# EXTRACTED INFORMATION
★ ★ ★ ★

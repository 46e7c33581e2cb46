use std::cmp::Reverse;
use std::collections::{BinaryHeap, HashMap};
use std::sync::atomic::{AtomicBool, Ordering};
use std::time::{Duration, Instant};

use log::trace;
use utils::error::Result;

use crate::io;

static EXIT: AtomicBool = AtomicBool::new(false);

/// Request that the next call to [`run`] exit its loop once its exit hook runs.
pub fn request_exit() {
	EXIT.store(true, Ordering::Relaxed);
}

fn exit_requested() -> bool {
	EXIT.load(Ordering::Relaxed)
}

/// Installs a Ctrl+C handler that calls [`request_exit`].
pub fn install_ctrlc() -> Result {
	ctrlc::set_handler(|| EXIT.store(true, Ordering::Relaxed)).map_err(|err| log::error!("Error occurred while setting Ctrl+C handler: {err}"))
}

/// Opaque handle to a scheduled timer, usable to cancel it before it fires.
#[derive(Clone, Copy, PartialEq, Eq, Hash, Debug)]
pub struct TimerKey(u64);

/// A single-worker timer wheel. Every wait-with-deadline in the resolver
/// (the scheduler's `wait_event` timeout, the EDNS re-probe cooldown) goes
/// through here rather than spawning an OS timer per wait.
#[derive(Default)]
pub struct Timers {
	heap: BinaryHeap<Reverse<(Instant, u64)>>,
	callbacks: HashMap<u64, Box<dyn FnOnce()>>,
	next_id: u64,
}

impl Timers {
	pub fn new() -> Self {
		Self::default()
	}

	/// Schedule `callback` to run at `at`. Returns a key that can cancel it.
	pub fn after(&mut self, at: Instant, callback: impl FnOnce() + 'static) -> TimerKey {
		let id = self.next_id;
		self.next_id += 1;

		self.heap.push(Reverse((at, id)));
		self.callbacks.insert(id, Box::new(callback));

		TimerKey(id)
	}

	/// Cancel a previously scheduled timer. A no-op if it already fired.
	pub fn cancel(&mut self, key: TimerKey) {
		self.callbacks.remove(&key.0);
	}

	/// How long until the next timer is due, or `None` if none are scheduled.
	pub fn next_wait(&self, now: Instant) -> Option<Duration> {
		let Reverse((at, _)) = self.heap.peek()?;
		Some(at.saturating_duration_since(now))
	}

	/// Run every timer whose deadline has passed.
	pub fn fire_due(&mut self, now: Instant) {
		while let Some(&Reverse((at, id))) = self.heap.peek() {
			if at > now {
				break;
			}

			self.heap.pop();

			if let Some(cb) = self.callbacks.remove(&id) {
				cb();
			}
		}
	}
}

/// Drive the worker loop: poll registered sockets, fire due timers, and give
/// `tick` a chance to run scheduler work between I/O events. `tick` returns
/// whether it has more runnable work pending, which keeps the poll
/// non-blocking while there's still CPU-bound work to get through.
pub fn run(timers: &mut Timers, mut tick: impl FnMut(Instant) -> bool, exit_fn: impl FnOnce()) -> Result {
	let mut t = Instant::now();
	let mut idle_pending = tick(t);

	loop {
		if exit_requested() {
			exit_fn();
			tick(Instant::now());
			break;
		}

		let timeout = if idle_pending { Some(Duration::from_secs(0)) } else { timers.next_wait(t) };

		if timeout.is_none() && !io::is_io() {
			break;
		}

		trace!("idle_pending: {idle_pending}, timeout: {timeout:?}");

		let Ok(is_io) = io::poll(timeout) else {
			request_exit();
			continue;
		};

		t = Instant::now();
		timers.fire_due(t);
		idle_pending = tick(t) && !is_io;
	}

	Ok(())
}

★ ★ ★ ★

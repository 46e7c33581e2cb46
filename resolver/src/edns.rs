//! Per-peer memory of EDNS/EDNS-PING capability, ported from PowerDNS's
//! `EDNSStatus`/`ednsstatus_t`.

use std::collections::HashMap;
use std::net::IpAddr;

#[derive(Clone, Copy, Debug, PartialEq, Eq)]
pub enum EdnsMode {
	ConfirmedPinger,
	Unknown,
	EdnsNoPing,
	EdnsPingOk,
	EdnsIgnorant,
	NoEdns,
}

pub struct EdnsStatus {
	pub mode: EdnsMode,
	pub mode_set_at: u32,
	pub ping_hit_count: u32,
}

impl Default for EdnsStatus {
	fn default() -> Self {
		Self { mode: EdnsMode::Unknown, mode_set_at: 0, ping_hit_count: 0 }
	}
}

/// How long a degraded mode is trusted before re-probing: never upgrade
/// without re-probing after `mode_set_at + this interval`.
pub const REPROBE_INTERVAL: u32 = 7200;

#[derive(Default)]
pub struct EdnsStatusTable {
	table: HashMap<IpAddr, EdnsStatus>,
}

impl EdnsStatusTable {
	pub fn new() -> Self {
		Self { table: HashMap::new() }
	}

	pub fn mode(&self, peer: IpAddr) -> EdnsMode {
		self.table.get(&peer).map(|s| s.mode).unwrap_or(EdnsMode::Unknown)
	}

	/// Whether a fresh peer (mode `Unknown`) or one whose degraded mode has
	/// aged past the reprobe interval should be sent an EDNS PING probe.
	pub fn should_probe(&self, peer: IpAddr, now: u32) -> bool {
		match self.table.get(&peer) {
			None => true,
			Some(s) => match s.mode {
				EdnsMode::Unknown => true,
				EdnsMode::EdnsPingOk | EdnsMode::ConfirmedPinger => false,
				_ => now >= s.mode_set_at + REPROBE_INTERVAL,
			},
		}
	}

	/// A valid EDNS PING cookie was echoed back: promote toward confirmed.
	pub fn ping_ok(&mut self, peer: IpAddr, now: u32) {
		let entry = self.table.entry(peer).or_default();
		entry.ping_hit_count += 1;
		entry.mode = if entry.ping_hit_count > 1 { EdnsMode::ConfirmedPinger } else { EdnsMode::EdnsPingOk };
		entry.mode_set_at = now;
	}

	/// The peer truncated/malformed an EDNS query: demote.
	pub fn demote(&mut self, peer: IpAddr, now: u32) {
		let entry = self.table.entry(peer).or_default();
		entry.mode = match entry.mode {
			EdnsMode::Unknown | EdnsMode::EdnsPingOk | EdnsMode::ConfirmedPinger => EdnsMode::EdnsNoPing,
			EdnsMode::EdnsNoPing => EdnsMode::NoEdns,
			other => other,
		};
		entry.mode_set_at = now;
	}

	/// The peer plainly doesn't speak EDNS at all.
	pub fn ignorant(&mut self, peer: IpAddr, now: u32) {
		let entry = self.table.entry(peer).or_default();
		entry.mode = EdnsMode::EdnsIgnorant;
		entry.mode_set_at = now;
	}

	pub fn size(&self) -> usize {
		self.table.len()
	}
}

★ ★ ★ ★

# TASK DIRECTIONS
Copy every line from the material in which the word "Relaxed" can be found.

# OUTPUT FOR THIS EXERCISE
	EXIT.store(true, Ordering::Relaxed);
	EXIT.load(Ordering::Relaxed)
	ctrlc::set_handler(|| EXIT.store(true, Ordering::Relaxed)).map_err(|err| log::error!("Error occurred while setting Ctrl+C handler: {err}"))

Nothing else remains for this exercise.